* **Supplied data**
########

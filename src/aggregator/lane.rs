// One rollup lane: at most one open bucket, closed strictly in index order

use crate::models::{Bucket, PingBucket};

pub(crate) trait Indexed {
    fn index(&self) -> i64;
}

impl Indexed for Bucket {
    fn index(&self) -> i64 {
        self.index
    }
}

impl Indexed for PingBucket {
    fn index(&self) -> i64 {
        self.index
    }
}

pub(crate) struct Lane<B> {
    open: Option<B>,
    last_closed: Option<i64>,
}

impl<B: Indexed> Lane<B> {
    pub(crate) fn new() -> Self {
        Self {
            open: None,
            last_closed: None,
        }
    }

    pub(crate) fn open(&self) -> Option<&B> {
        self.open.as_ref()
    }

    /// Returns the open bucket for `index`, plus the previous bucket if opening it closed one.
    /// `None` when `index` is behind the open bucket or inside an interval already closed.
    pub(crate) fn slot(
        &mut self,
        index: i64,
        fresh: impl FnOnce() -> B,
    ) -> Option<(Option<B>, &mut B)> {
        if self.last_closed.is_some_and(|closed| index <= closed) {
            return None;
        }
        let open_index = self.open.as_ref().map(Indexed::index);
        let closed = match open_index {
            Some(current) if current == index => None,
            Some(current) if current > index => return None,
            Some(_) => self.open.take(),
            None => None,
        };
        if let Some(c) = &closed {
            self.last_closed = Some(c.index());
        }
        Some((closed, self.open.get_or_insert_with(fresh)))
    }

    /// Closes the open bucket if its interval is before `index`.
    pub(crate) fn seal_before(&mut self, index: i64) -> Option<B> {
        if self.open.as_ref().is_some_and(|b| b.index() < index) {
            let closed = self.open.take()?;
            self.last_closed = Some(closed.index());
            return Some(closed);
        }
        None
    }
}
// Background worker: drop buckets past their lane's retention, then VACUUM on schedule.
// VACUUM runs on a configurable schedule (cron expression or fixed interval).

use std::str::FromStr;
use std::sync::Arc;
use std::time::Duration;

use crate::bucket_repo::BucketRepo;
use crate::clock::Clock;
use crate::config::RetentionConfig;
use tokio_util::sync::CancellationToken;
use tracing::{Instrument, info, warn};

/// Spawns the retention worker. Returns a join handle.
pub fn spawn(
    repo: Arc<BucketRepo>,
    clock: Arc<dyn Clock>,
    config: RetentionConfig,
    shutdown: CancellationToken,
) -> tokio::task::JoinHandle<()> {
    let span = tracing::info_span!("retention", interval_secs = config.prune_interval_secs);
    tokio::spawn(run(repo, clock, config, shutdown).instrument(span))
}

async fn run(
    repo: Arc<BucketRepo>,
    clock: Arc<dyn Clock>,
    config: RetentionConfig,
    shutdown: CancellationToken,
) {
    let mut prune_interval = tokio::time::interval(Duration::from_secs(config.prune_interval_secs));
    prune_interval.set_missed_tick_behavior(tokio::time::MissedTickBehavior::Skip);

    let (vacuum_tx, mut vacuum_rx) = tokio::sync::mpsc::channel::<()>(1);
    tokio::spawn(vacuum_scheduler(config.clone(), vacuum_tx, shutdown.child_token()));

    loop {
        tokio::select! {
            _ = shutdown.cancelled() => {
                tracing::debug!("Retention worker shutting down");
                break;
            }
            _ = prune_interval.tick() => {
                if let Err(e) = run_one_tick(&repo, clock.as_ref()).await {
                    warn!(error = %e, operation = "prune_expired", "retention tick failed");
                }
            }
            Some(()) = vacuum_rx.recv() => {
                if let Err(e) = repo.vacuum().await {
                    warn!(error = %e, operation = "vacuum", "vacuum failed");
                } else {
                    info!("vacuum complete");
                }
            }
        }
    }
}

/// Sends a message on `tx` at each VACUUM time (cron or fixed interval). Uses local time for cron.
async fn vacuum_scheduler(
    config: RetentionConfig,
    tx: tokio::sync::mpsc::Sender<()>,
    shutdown: CancellationToken,
) {
    loop {
        let delay = match next_vacuum_delay(&config, chrono::Local::now()) {
            Ok(delay) => delay,
            Err(e) => {
                warn!(error = %e, "invalid vacuum_schedule; VACUUM will not run");
                return;
            }
        };
        tokio::select! {
            _ = shutdown.cancelled() => break,
            _ = tokio::time::sleep(delay) => {
                if tx.send(()).await.is_err() {
                    break;
                }
            }
        }
    }
}

/// Time until the next VACUUM. A cron schedule with no upcoming fire time retries in an hour.
pub fn next_vacuum_delay(
    config: &RetentionConfig,
    now: chrono::DateTime<chrono::Local>,
) -> anyhow::Result<Duration> {
    let Some(ref cron_str) = config.vacuum_schedule else {
        return Ok(Duration::from_secs(config.vacuum_interval_secs));
    };
    let schedule = cron::Schedule::from_str(cron_str)
        .map_err(|e| anyhow::anyhow!("vacuum_schedule {:?}: {}", cron_str, e))?;
    Ok(match schedule.after(&now).next() {
        Some(next) => (next - now).to_std().unwrap_or(Duration::from_secs(1)),
        None => Duration::from_secs(3600),
    })
}

/// Runs one pruning pass across all lanes.
pub async fn run_one_tick(repo: &BucketRepo, clock: &dyn Clock) -> anyhow::Result<u64> {
    let deleted = repo.prune_expired(clock.unix_now()).await?;
    if deleted > 0 {
        info!(operation = "prune_expired", deleted, "expired buckets pruned");
    } else {
        tracing::debug!(operation = "prune_expired", "nothing to prune");
    }
    Ok(deleted)
}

########

* **Task objective**
A word-for-word restatement of the records above from the line containing "let deleted = repo.prune_expired(clock.unix_now()).await?;" to their final line is all the answer should hold.

* **Result of this task**
    let deleted = repo.prune_expired(clock.unix_now()).await?;
    if deleted > 0 {
        info!(operation = "prune_expired", deleted, "expired buckets pruned");
    } else {
        tracing::debug!(operation = "prune_expired", "nothing to prune");
    }
    Ok(deleted)
}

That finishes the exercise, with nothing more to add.